= Task item =
Look through the entries below. Report each line that has the word "OutputSink" in it.

= Stored data entries =
pub mod decode;
pub mod request;
pub mod response;
pub mod verify;

use crate::display::OutputSink;
use crate::url::{DEFAULT_PORT, Url};
use decode::StreamDecoder;
use request::Request;
use response::{Response, SUPPORTED_CONTENT_TYPE, StatusClass};
use rustls::pki_types::ServerName;
use std::io::ErrorKind;
use std::sync::Arc;
use thiserror::Error;
use tokio::{
    io::{AsyncReadExt, AsyncWriteExt},
    net::TcpStream,
};
use tokio_rustls::{TlsConnector, client::TlsStream};
use verify::{PolicyVerifier, TrustPolicy};

const READ_BUFFER_SIZE: usize = 2048;

/// An error that can occur during an exchange.
///
/// Failure responses (status classes 4 and 5) are not errors: they are
/// successfully parsed responses, reported through the output sink.
#[derive(Debug, Error)]
pub enum ClientError {
    /// The reference does not start with `gemini://`.
    #[error("invalid URL format: {0:?}")]
    InvalidFormat(String),
    /// The request URL exceeds the 1024-byte limit.
    #[error("request URL is too long: {0} bytes")]
    RequestTooLong(usize),
    /// The connection or handshake could not be established, or the
    /// stream could not be written or read.
    #[error("transport failure: {0}")]
    TransportFailure(String),
    /// The status line does not split into a code and a meta field.
    #[error("malformed status line: {0:?}")]
    MalformedStatusLine(String),
    /// A success response with a content type other than `text/gemini`.
    #[error("unsupported content type: {0:?}")]
    UnsupportedContentType(String),
    /// A status code outside classes 2 through 5.
    #[error("unknown response code: {0:?}")]
    UnknownResponseCode(String),
}

/// What a dispatched response asks the orchestrator to do next.
#[derive(Debug, PartialEq, Eq)]
enum Outcome {
    /// The exchange is finished.
    Done,
    /// Follow a redirect to a new reference.
    Redirect(String),
}

/// A TLS connection to a Gemini host.
pub struct TlsConnection {
    stream: TlsStream<TcpStream>,
}

/// A client for the Gemini protocol.
pub struct Client {
    policy: TrustPolicy,
}

impl Default for Client {
    fn default() -> Self {
        Self::new()
    }
}

impl Client {
    /// Create a client with the default self-signed-chain trust policy.
    pub fn new() -> Self {
        Self::with_policy(Arc::new(verify::self_signed_chain))
    }

    /// Create a client with a custom trust policy.
    pub fn with_policy(policy: TrustPolicy) -> Self {
        Self { policy }
    }

    /// Establish a TLS connection to the URL's host on port 1965.
    pub async fn establish_tls_connection(&self, url: &Url) -> Result<TlsConnection, ClientError> {
        let config = rustls::ClientConfig::builder()
            .dangerous()
            .with_custom_certificate_verifier(Arc::new(PolicyVerifier::new(self.policy.clone())))
            .with_no_client_auth();
        let connector = TlsConnector::from(Arc::new(config));

        log::info!("connecting to {}:{DEFAULT_PORT}", url.host);
        let tcp_stream = TcpStream::connect((url.host.as_str(), DEFAULT_PORT))
            .await
            .map_err(|e| ClientError::TransportFailure(e.to_string()))?;

        // server name indication
        let domain = ServerName::try_from(url.host.clone())
            .map_err(|e| ClientError::TransportFailure(e.to_string()))?;

        let stream = connector
            .connect(domain, tcp_stream)
            .await
            .map_err(|e| ClientError::TransportFailure(e.to_string()))?;

        if let Some(version) = stream.get_ref().1.protocol_version() {
            log::debug!("negotiated {version:?}");
        }

        Ok(TlsConnection { stream })
    }

    /// Perform one full exchange against a reference, following
    /// redirects until a terminal response.
    ///
    /// Each redirect hop is a fresh exchange on a fresh connection; the
    /// previous connection is closed before the next one opens. There
    /// is no hop limit, so a redirect loop runs until interrupted.
    pub async fn fetch(&self, reference: &str, sink: &mut dyn OutputSink) -> Result<(), ClientError> {
        let mut current = reference.to_string();

        loop {
            let url = Url::parse(&current)?;
            let response = self.exchange(&url).await?;
            log::debug!("{} replied {} {:?}", url.host, response.status.code, response.status.meta);

            match dispatch(&response, sink)? {
                Outcome::Done => return Ok(()),
                Outcome::Redirect(next) => {
                    log::info!("redirected to {next}");
                    current = next;
                }
            }
        }
    }

    /// One request/response cycle: connect, send the request line, read
    /// until the server closes the stream, parse.
    async fn exchange(&self, url: &Url) -> Result<Response, ClientError> {
        let request = Request(url.clone());
        if !request.is_valid_length() {
            return Err(ClientError::RequestTooLong(url.to_string().len()));
        }

        let mut connection = self.establish_tls_connection(url).await?;

        connection
            .stream
            .write_all(request.to_string().as_bytes())
            .await
            .map_err(|e| ClientError::TransportFailure(e.to_string()))?;

        let text = read_to_close(&mut connection.stream).await?;
        connection.stream.shutdown().await.ok();

        Response::parse(&text)
    }
}

/// Read the stream in fixed-size chunks until the server closes it,
/// decoding incrementally so multi-byte characters split across reads
/// come out intact.
async fn read_to_close(stream: &mut TlsStream<TcpStream>) -> Result<String, ClientError> {
    let mut buffer = [0u8; READ_BUFFER_SIZE];
    let mut decoder = StreamDecoder::new();
    let mut text = String::new();

    loop {
        match stream.read(&mut buffer).await {
            Ok(0) => break,
            Ok(n) => decoder.feed(&buffer[..n], &mut text),
            // many servers close without a TLS close_notify
            Err(e) if e.kind() == ErrorKind::UnexpectedEof => break,
            Err(e) => return Err(ClientError::TransportFailure(e.to_string())),
        }
    }
    decoder.finish(&mut text);

    Ok(text)
}

/// Act on a parsed response: render, redirect, or report a failure.
fn dispatch(response: &Response, sink: &mut dyn OutputSink) -> Result<Outcome, ClientError> {
    let status = &response.status;
    let class = status.class()?;

    // failure-class responses carry human-readable meta, so the content
    // type only constrains what we are asked to render
    if class == StatusClass::Success && !status.meta.starts_with(SUPPORTED_CONTENT_TYPE) {
        return Err(ClientError::UnsupportedContentType(status.meta.clone()));
    }

    match class {
        StatusClass::Success => {
            for line in &response.body {
                sink.line(line);
            }
            Ok(Outcome::Done)
        }
        StatusClass::Redirect => Ok(Outcome::Redirect(status.meta.clone())),
        StatusClass::TemporaryFailure => {
            sink.line(&format!("[error] temporary failure: {}", status.meta));
            Ok(Outcome::Done)
        }
        StatusClass::PermanentFailure => {
            sink.line(&format!("[error] permanent failure: {}", status.meta));
            Ok(Outcome::Done)
        }
    }
}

= Exercise output =
use crate::display::OutputSink;
    pub async fn fetch(&self, reference: &str, sink: &mut dyn OutputSink) -> Result<(), ClientError> {
fn dispatch(response: &Response, sink: &mut dyn OutputSink) -> Result<Outcome, ClientError> {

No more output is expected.